The Pakistani government has asked international relief groups, including the United Nations, to shut down their operations in aid of last year’s monsoon flood victims by the end of January 2011.
The instruction was included in a letter sent by Lt. Gen. Nadeem Ahmed, chairman of the National Disaster Management Authority, to all foreign non-governmental organizations, according to a Dec. 31 report by The Express Tribune. The Pakistani newspaper did not say when the letter was sent.

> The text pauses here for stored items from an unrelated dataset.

//! Database repository for CRUD operations and sequence allocation.
//!
//! Uses prepared statements; the sequence allocator is a single atomic
//! upsert-increment statement, never a read-then-write pair.

use sqlx::{Row, SqlitePool};

use crate::errors::AppError;
use crate::models::{HeatNetwork, Invitation, OrgDetails, User, UserRole, UserStatus};

/// Database repository for all data operations.
#[derive(Clone)]
pub struct Repository {
    pool: SqlitePool,
}

impl Repository {
    pub fn new(pool: SqlitePool) -> Self {
        Self { pool }
    }

    // ==================== SEQUENCE OPERATIONS ====================

    /// Atomically increment the named counter and return the post-increment
    /// value. A counter that does not exist yet is created in the same
    /// statement, so the first allocation for a fresh name returns 1.
    pub async fn next_sequence_value(&self, sequence_name: &str) -> Result<i64, AppError> {
        tracing::debug!("Allocating next value for sequence '{}'", sequence_name);

        let row = sqlx::query(
            r#"
            INSERT INTO counters (name, value) VALUES (?, 1)
            ON CONFLICT(name) DO UPDATE SET value = value + 1
            RETURNING value
            "#,
        )
        .bind(sequence_name)
        .fetch_one(&self.pool)
        .await
        .map_err(|err| {
            tracing::error!(
                "Failed to allocate next value for sequence '{}': {:?}",
                sequence_name,
                err
            );
            AppError::Database(format!("Sequence allocation failed: {}", err))
        })?;

        let value: i64 = row.get("value");
        tracing::debug!("Sequence '{}' advanced to {}", sequence_name, value);
        Ok(value)
    }

    // ==================== USER OPERATIONS ====================

    /// List all users.
    pub async fn list_users(&self) -> Result<Vec<User>, AppError> {
        let rows = sqlx::query(
            "SELECT id, external_login_id, email, org_details, roles, status, hn_ids, invitations FROM users",
        )
        .fetch_all(&self.pool)
        .await?;

        rows.iter().map(user_from_row).collect()
    }

    /// Get a user by store-assigned id.
    pub async fn get_user(&self, id: &str) -> Result<Option<User>, AppError> {
        let row = sqlx::query(
            "SELECT id, external_login_id, email, org_details, roles, status, hn_ids, invitations FROM users WHERE id = ?",
        )
        .bind(id)
        .fetch_optional(&self.pool)
        .await?;

        row.as_ref().map(user_from_row).transpose()
    }

    /// Get a user by their federated login id.
    pub async fn get_user_by_external_login_id(
        &self,
        external_login_id: &str,
    ) -> Result<Option<User>, AppError> {
        let row = sqlx::query(
            "SELECT id, external_login_id, email, org_details, roles, status, hn_ids, invitations FROM users WHERE external_login_id = ?",
        )
        .bind(external_login_id)
        .fetch_optional(&self.pool)
        .await?;

        row.as_ref().map(user_from_row).transpose()
    }

    /// Insert a new user. A duplicate external login id maps to `Conflict`.
    pub async fn insert_user(&self, user: &User) -> Result<(), AppError> {
        let org_details = encode_optional(&user.org_details)?;
        let roles = encode_optional(&user.roles)?;
        let hn_ids = encode_optional(&user.hn_ids)?;
        let invitations = encode_optional(&user.invitations)?;

        sqlx::query(
            "INSERT INTO users (id, external_login_id, email, org_details, roles, status, hn_ids, invitations) VALUES (?, ?, ?, ?, ?, ?, ?, ?)",
        )
        .bind(&user.id)
        .bind(&user.external_login_id)
        .bind(&user.email)
        .bind(&org_details)
        .bind(&roles)
        .bind(user.status.map(|s| s.as_str()))
        .bind(&hn_ids)
        .bind(&invitations)
        .execute(&self.pool)
        .await
        .map_err(|err| {
            if let sqlx::Error::Database(db_err) = &err {
                if db_err.is_unique_violation() {
                    return AppError::Conflict(format!(
                        "A user with the external login id {} already exists",
                        user.external_login_id
                    ));
                }
            }
            AppError::from(err)
        })?;

        Ok(())
    }

    /// Replace the full stored user document.
    pub async fn replace_user(&self, id: &str, user: &User) -> Result<(), AppError> {
        let org_details = encode_optional(&user.org_details)?;
        let roles = encode_optional(&user.roles)?;
        let hn_ids = encode_optional(&user.hn_ids)?;
        let invitations = encode_optional(&user.invitations)?;

        let result = sqlx::query(
            "UPDATE users SET external_login_id = ?, email = ?, org_details = ?, roles = ?, status = ?, hn_ids = ?, invitations = ? WHERE id = ?",
        )
        .bind(&user.external_login_id)
        .bind(&user.email)
        .bind(&org_details)
        .bind(&roles)
        .bind(user.status.map(|s| s.as_str()))
        .bind(&hn_ids)
        .bind(&invitations)
        .bind(id)
        .execute(&self.pool)
        .await?;

        if result.rows_affected() == 0 {
            return Err(AppError::NotFound(format!("User {} not found", id)));
        }

        Ok(())
    }

    /// Delete a user.
    pub async fn delete_user(&self, id: &str) -> Result<(), AppError> {
        let result = sqlx::query("DELETE FROM users WHERE id = ?")
            .bind(id)
            .execute(&self.pool)
            .await?;

        if result.rows_affected() == 0 {
            return Err(AppError::NotFound(format!("User {} not found", id)));
        }

        Ok(())
    }

    // ==================== HEAT NETWORK OPERATIONS ====================

    /// List all heat networks.
    pub async fn list_heat_networks(&self) -> Result<Vec<HeatNetwork>, AppError> {
        let rows = sqlx::query("SELECT id, hn_id, location, name FROM heat_networks ORDER BY name")
            .fetch_all(&self.pool)
            .await?;

        Ok(rows.iter().map(heat_network_from_row).collect())
    }

    /// Get a heat network by store-assigned id.
    pub async fn get_heat_network(&self, id: &str) -> Result<Option<HeatNetwork>, AppError> {
        let row = sqlx::query("SELECT id, hn_id, location, name FROM heat_networks WHERE id = ?")
            .bind(id)
            .fetch_optional(&self.pool)
            .await?;

        Ok(row.as_ref().map(heat_network_from_row))
    }

    /// Get heat networks whose `hn_id` is in the given list (exact-match
    /// membership filter). An empty input list yields an empty result without
    /// querying the store.
    pub async fn get_by_hn_ids(&self, hn_ids: &[String]) -> Result<Vec<HeatNetwork>, AppError> {
        if hn_ids.is_empty() {
            return Ok(Vec::new());
        }

        let placeholders = vec!["?"; hn_ids.len()].join(", ");
        let sql = format!(
            "SELECT id, hn_id, location, name FROM heat_networks WHERE hn_id IN ({})",
            placeholders
        );

        let mut query = sqlx::query(&sql);
        for hn_id in hn_ids {
            query = query.bind(hn_id);
        }

        let rows = query.fetch_all(&self.pool).await?;
        Ok(rows.iter().map(heat_network_from_row).collect())
    }

    /// Insert a new heat network.
    pub async fn insert_heat_network(&self, heat_network: &HeatNetwork) -> Result<(), AppError> {
        sqlx::query("INSERT INTO heat_networks (id, hn_id, location, name) VALUES (?, ?, ?, ?)")
            .bind(&heat_network.id)
            .bind(&heat_network.hn_id)
            .bind(&heat_network.location)
            .bind(&heat_network.name)
            .execute(&self.pool)
            .await?;

        Ok(())
    }

    /// Delete a heat network.
    pub async fn delete_heat_network(&self, id: &str) -> Result<(), AppError> {
        let result = sqlx::query("DELETE FROM heat_networks WHERE id = ?")
            .bind(id)
            .execute(&self.pool)
            .await?;

        if result.rows_affected() == 0 {
            return Err(AppError::NotFound(format!("Heat network {} not found", id)));
        }

        Ok(())
    }
}

// Helper functions for row conversion

fn user_from_row(row: &sqlx::sqlite::SqliteRow) -> Result<User, AppError> {
    let org_details_str: Option<String> = row.get("org_details");
    let roles_str: Option<String> = row.get("roles");
    let status_str: Option<String> = row.get("status");
    let hn_ids_str: Option<String> = row.get("hn_ids");
    let invitations_str: Option<String> = row.get("invitations");

    let org_details: Option<OrgDetails> = decode_optional(org_details_str.as_deref())?;
    let roles: Option<Vec<UserRole>> = decode_optional(roles_str.as_deref())?;
    let hn_ids: Option<Vec<String>> = decode_optional(hn_ids_str.as_deref())?;
    let invitations: Option<Vec<Invitation>> = decode_optional(invitations_str.as_deref())?;
    let status = status_str.as_deref().map(parse_status).transpose()?;

    Ok(User {
        id: row.get("id"),
        external_login_id: row.get("external_login_id"),
        email: row.get("email"),
        org_details,
        roles,
        status,
        hn_ids,
        invitations,
    })
}

fn heat_network_from_row(row: &sqlx::sqlite::SqliteRow) -> HeatNetwork {
    HeatNetwork {
        id: row.get("id"),
        hn_id: row.get("hn_id"),
        location: row.get("location"),
        name: row.get("name"),
    }
}

fn parse_status(s: &str) -> Result<UserStatus, AppError> {
    match s {
        "Active" => Ok(UserStatus::Active),
        "InActive" => Ok(UserStatus::InActive),
        "InvitationSent" => Ok(UserStatus::InvitationSent),
        "InvitationAccepted" => Ok(UserStatus::InvitationAccepted),
        "InvitationDeclined" => Ok(UserStatus::InvitationDeclined),
        other => Err(AppError::Internal(format!(
            "Unknown user status '{}' in storage",
            other
        ))),
    }
}

fn encode_optional<T: serde::Serialize>(value: &Option<T>) -> Result<Option<String>, AppError> {
    value
        .as_ref()
        .map(|v| serde_json::to_string(v).map_err(AppError::from))
        .transpose()
}

fn decode_optional<'a, T: serde::Deserialize<'a>>(
    value: Option<&'a str>,
) -> Result<Option<T>, AppError> {
    value
        .map(|s| serde_json::from_str(s).map_err(AppError::from))
        .transpose()
}
#[tokio::test]
async fn test_initial_registration_and_lookup() {
    let fixture = TestFixture::new().await;

    let user_id = fixture
        .register_user("login-abc123", "new.user@example.test")
        .await;

    // Lookup by store-assigned id
    let get_resp = fixture
        .client
        .get(fixture.url(&format!("/api/users/{}", user_id)))
        .send()
        .await
        .unwrap();
    assert_eq!(get_resp.status(), 200);
    let get_body: Value = get_resp.json().await.unwrap();
    assert_eq!(get_body["data"]["emailAddress"], "new.user@example.test");
    assert_eq!(get_body["data"]["status"], "Active");
    // No organisation yet
    assert!(get_body["data"]["organisation"].is_null());

    // Lookup by external login id
    let ext_resp = fixture
        .client
        .get(fixture.url("/api/users/external/login-abc123"))
        .send()
        .await
        .unwrap();
    assert_eq!(ext_resp.status(), 200);
    let ext_body: Value = ext_resp.json().await.unwrap();
    assert_eq!(ext_body["data"]["id"], user_id.as_str());

    // List contains the user
    let list_resp = fixture
        .client
        .get(fixture.url("/api/users"))
        .send()
        .await
        .unwrap();
    assert_eq!(list_resp.status(), 200);
    let list_body: Value = list_resp.json().await.unwrap();
    assert_eq!(list_body["data"].as_array().unwrap().len(), 1);
}

#[tokio::test]
async fn test_initial_registration_duplicate_conflict() {
    let fixture = TestFixture::new().await;

    fixture
        .register_user("login-dup", "first@example.test")
        .await;

    let resp = fixture
        .client
        .post(fixture.url("/api/users/initial-entry"))
        .json(&json!({
            "externalLoginId": "login-dup",
            "email": "second@example.test",
            "status": "Active"
        }))
        .send()
        .await
        .unwrap();

    assert_eq!(resp.status(), 409);
    let body: Value = resp.json().await.unwrap();
    assert_eq!(body["success"], false);
    assert_eq!(body["error"]["code"], "CONFLICT");
}
//! Error handling module for the heat network backend.
//!
//! Provides centralized error types with mapping to HTTP status codes and response envelopes.

use axum::{
    http::StatusCode,
    response::{IntoResponse, Response},
    Json,
};
use serde::{Deserialize, Serialize};

/// Error codes as constants to avoid stringly-typed errors.
#[allow(dead_code)]
pub mod codes {
    pub const UNAUTHORIZED: &str = "UNAUTHORIZED";
    pub const NOT_FOUND: &str = "NOT_FOUND";
    pub const VALIDATION_ERROR: &str = "VALIDATION_ERROR";
    pub const CONFLICT: &str = "CONFLICT";
    pub const INTERNAL_ERROR: &str = "INTERNAL_ERROR";
    pub const DATABASE_ERROR: &str = "DATABASE_ERROR";
    pub const BAD_REQUEST: &str = "BAD_REQUEST";
}

/// A single field-level validation failure.
#[derive(Debug, Clone, Serialize, Deserialize)]
pub struct FieldError {
    pub field: String,
    pub message: String,
}

impl FieldError {
    pub fn new(field: &str, message: &str) -> Self {
        Self {
            field: field.to_string(),
            message: message.to_string(),
        }
    }
}

/// Application error type.
#[derive(Debug)]
pub enum AppError {
    /// Authentication required
    Unauthorized(String),
    /// Resource not found
    NotFound(String),
    /// Field-level validation errors
    Validation(Vec<FieldError>),
    /// Duplicate unique key
    Conflict(String),
    /// Backing store unreachable or an atomic operation failed
    Database(String),
    /// Internal server error
    Internal(String),
    /// Bad request
    BadRequest(String),
}

impl AppError {
    /// Get the HTTP status code for this error.
    pub fn status_code(&self) -> StatusCode {
        match self {
            AppError::Unauthorized(_) => StatusCode::UNAUTHORIZED,
            AppError::NotFound(_) => StatusCode::NOT_FOUND,
            AppError::Validation(_) => StatusCode::BAD_REQUEST,
            AppError::Conflict(_) => StatusCode::CONFLICT,
            AppError::Database(_) => StatusCode::INTERNAL_SERVER_ERROR,
            AppError::Internal(_) => StatusCode::INTERNAL_SERVER_ERROR,
            AppError::BadRequest(_) => StatusCode::BAD_REQUEST,
        }
    }

    /// Get the error code for this error.
    pub fn error_code(&self) -> &'static str {
        match self {
            AppError::Unauthorized(_) => codes::UNAUTHORIZED,
            AppError::NotFound(_) => codes::NOT_FOUND,
            AppError::Validation(_) => codes::VALIDATION_ERROR,
            AppError::Conflict(_) => codes::CONFLICT,
            AppError::Database(_) => codes::DATABASE_ERROR,
            AppError::Internal(_) => codes::INTERNAL_ERROR,
            AppError::BadRequest(_) => codes::BAD_REQUEST,
        }
    }

    /// Get the caller-facing error message. Storage and internal failures are
    /// reported generically; their details go to the log only.
    pub fn message(&self) -> String {
        match self {
            AppError::Unauthorized(msg) => msg.clone(),
            AppError::NotFound(msg) => msg.clone(),
            AppError::Validation(_) => "One or more fields failed validation".to_string(),
            AppError::Conflict(msg) => msg.clone(),
            AppError::Database(_) => {
                "An unexpected error occurred while accessing storage".to_string()
            }
            AppError::Internal(_) => "An unexpected internal error occurred".to_string(),
            AppError::BadRequest(msg) => msg.clone(),
        }
    }
}

impl std::fmt::Display for AppError {
    fn fmt(&self, f: &mut std::fmt::Formatter<'_>) -> std::fmt::Result {
        write!(f, "{}: {}", self.error_code(), self.message())
    }
}

impl std::error::Error for AppError {}

impl From<sqlx::Error> for AppError {
    fn from(err: sqlx::Error) -> Self {
        tracing::error!("Database error: {:?}", err);
        AppError::Database(format!("Database error: {}", err))
    }
}

impl From<serde_json::Error> for AppError {
    fn from(err: serde_json::Error) -> Self {
        tracing::error!("Document encoding error: {:?}", err);
        AppError::Internal(format!("Document encoding error: {}", err))
    }
}

/// Error details in the response envelope.
#[derive(Debug, Serialize, Deserialize)]
pub struct ErrorDetails {
    pub code: String,
    pub message: String,
    #[serde(skip_serializing_if = "Option::is_none")]
    pub details: Option<serde_json::Value>,
}

/// Error response envelope.
#[derive(Debug, Serialize, Deserialize)]
pub struct ErrorResponse {
    pub success: bool,
    pub error: ErrorDetails,
}

impl ErrorResponse {
    pub fn new(error: &AppError) -> Self {
        let details = match error {
            AppError::Validation(field_errors) => serde_json::to_value(field_errors).ok(),
            _ => None,
        };

        Self {
            success: false,
            error: ErrorDetails {
                code: error.error_code().to_string(),
                message: error.message(),
                details,
            },
        }
    }
}

impl IntoResponse for AppError {
    fn into_response(self) -> Response {
        let status = self.status_code();
        let body = ErrorResponse::new(&self);
        (status, Json(body)).into_response()
    }
}
use proptest::prelude::*;
use searchviz_steps::{Algorithm, CellState, Phase, Snapshot};

fn collect(algorithm: Algorithm, values: &[i64], target: i64) -> Vec<Snapshot<i64>> {
    algorithm
        .steps(values.to_vec(), target)
        .collect::<Result<Vec<_>, _>>()
        .expect("integers always compare")
}

fn sorted(mut values: Vec<i64>) -> Vec<i64> {
    values.sort_unstable();
    values
}

fn assert_well_formed(steps: &[Snapshot<i64>], len: usize) -> Result<(), TestCaseError> {
    let (last, probes) = steps.split_last().expect("at least one snapshot");
    prop_assert!(last.is_terminal());
    for snapshot in steps {
        prop_assert_eq!(snapshot.states().len(), len);
    }
    for probe in probes {
        prop_assert!(!probe.is_terminal());
        let candidates = probe
            .states()
            .iter()
            .filter(|state| **state == CellState::Candidate)
            .count();
        prop_assert_eq!(candidates, 1);
    }
    match last.phase() {
        Phase::Found { index } => {
            for (position, state) in last.states().iter().enumerate() {
                let expected = if position == index {
                    CellState::Found
                } else {
                    CellState::Idle
                };
                prop_assert_eq!(*state, expected);
            }
        }
        Phase::Exhausted => {
            prop_assert!(last.states().iter().all(|state| *state == CellState::NotFound));
        }
        other => prop_assert!(false, "non-terminal final phase {:?}", other),
    }
    Ok(())
}

proptest! {
    /// Property: linear search reports the lowest index holding the target.
    #[test]
    fn prop_linear_finds_first_match(
        values in prop::collection::vec(-20i64..20, 1..40),
        pick in any::<prop::sample::Index>(),
    ) {
        let target = values[pick.index(values.len())];
        let steps = collect(Algorithm::Linear, &values, target);
        let first = values.iter().position(|value| *value == target).expect("present");
        prop_assert_eq!(steps.last().map(Snapshot::phase), Some(Phase::Found { index: first }));
        assert_well_formed(&steps, values.len())?;
    }

    /// Property: binary search over sorted input lands on a matching index.
    #[test]
    fn prop_binary_finds_a_match(
        values in prop::collection::vec(-50i64..50, 1..40).prop_map(sorted),
        pick in any::<prop::sample::Index>(),
    ) {
        let target = values[pick.index(values.len())];
        let steps = collect(Algorithm::Binary, &values, target);
        match steps.last().map(Snapshot::phase) {
            Some(Phase::Found { index }) => prop_assert_eq!(values[index], target),
            other => prop_assert!(false, "expected a match, got {:?}", other),
        }
        assert_well_formed(&steps, values.len())?;
    }

    /// Property: an absent target exhausts both algorithms.
    #[test]
    fn prop_absent_target_exhausts(
        values in prop::collection::vec(0i64..100, 0..40).prop_map(sorted),
        target in 100i64..200,
    ) {
        for algorithm in Algorithm::ALL {
            let steps = collect(algorithm, &values, target);
            let last = steps.last().expect("terminal snapshot");
            prop_assert_eq!(last.phase(), Phase::Exhausted);
            prop_assert!(last.states().iter().all(|state| *state == CellState::NotFound));
            assert_well_formed(&steps, values.len())?;
        }
    }

    /// Property: probe counts stay within the documented bounds.
    #[test]
    fn prop_probe_counts_are_bounded(
        values in prop::collection::vec(-100i64..100, 0..64).prop_map(sorted),
        target in -120i64..120,
    ) {
        for algorithm in Algorithm::ALL {
            let steps = collect(algorithm, &values, target);
            let probes = steps.len() - 1;
            prop_assert!(
                probes <= algorithm.max_probes(values.len()),
                "{} made {} probes over {} values",
                algorithm,
                probes,
                values.len()
            );
            assert_well_formed(&steps, values.len())?;
        }
    }
}

#[test]
fn empty_sequence_yields_a_single_empty_terminal() {
    for algorithm in Algorithm::ALL {
        let steps = collect(algorithm, &[], 7);
        assert_eq!(steps.len(), 1);
        assert_eq!(steps[0].phase(), Phase::Exhausted);
        assert!(steps[0].states().is_empty());
    }
}

#[test]
fn binary_walkthrough_matches_the_textbook_trace() {
    let values = [2, 5, 8, 12, 19, 25];
    let steps = collect(Algorithm::Binary, &values, 12);
    let trace: Vec<String> = steps
        .iter()
        .map(|snapshot| match snapshot.phase() {
            Phase::Probe { index, .. } => format!("mid={index}"),
            Phase::Found { index } => format!("found={index}"),
            Phase::Exhausted => "exhausted".to_string(),
        })
        .collect();
    assert_eq!(trace, ["mid=2", "mid=4", "mid=3", "found=3"]);
}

In the letter, Ahmed said his agency “highly appreciates the support by the entire humanitarian community, including the UN and their lead coordination agencies during the relief operation for one of the worst natural disasters ever faced by a nation,” and that “it would not have been possible for the Government of Pakistan to manage the situation so effectively on its own, without help from the humanitarian community in delivering relief.” But now, the government is “satisfied to note that the situation is approaching a stable stage very fast.”
The letter indicates that except for some areas of Sindh and Balochistan, relief operations in all affected regions should conclude by Jan. 31.
The news came as the U.N. affirmed a need for continued assistance to Pakistani flood victims.
Rauf-Engin Soysal, the U.N. secretary-general’s special envoy for assistance to Pakistan, and Timo Pakkala, U.N. resident coordinator in the Asian country, noted in a Dec. 31 joint message: “Millions of Pakistanis still require relief assistance and full recovery of livelihoods and infrastructure will take years. Through resilience and determination and with the support of national partners and the international community, the country will overcome this challenging period.”
According to the U.N., only 51 percent of the USD2 billion appeal to aid flood-affected Pakistanis has been funded.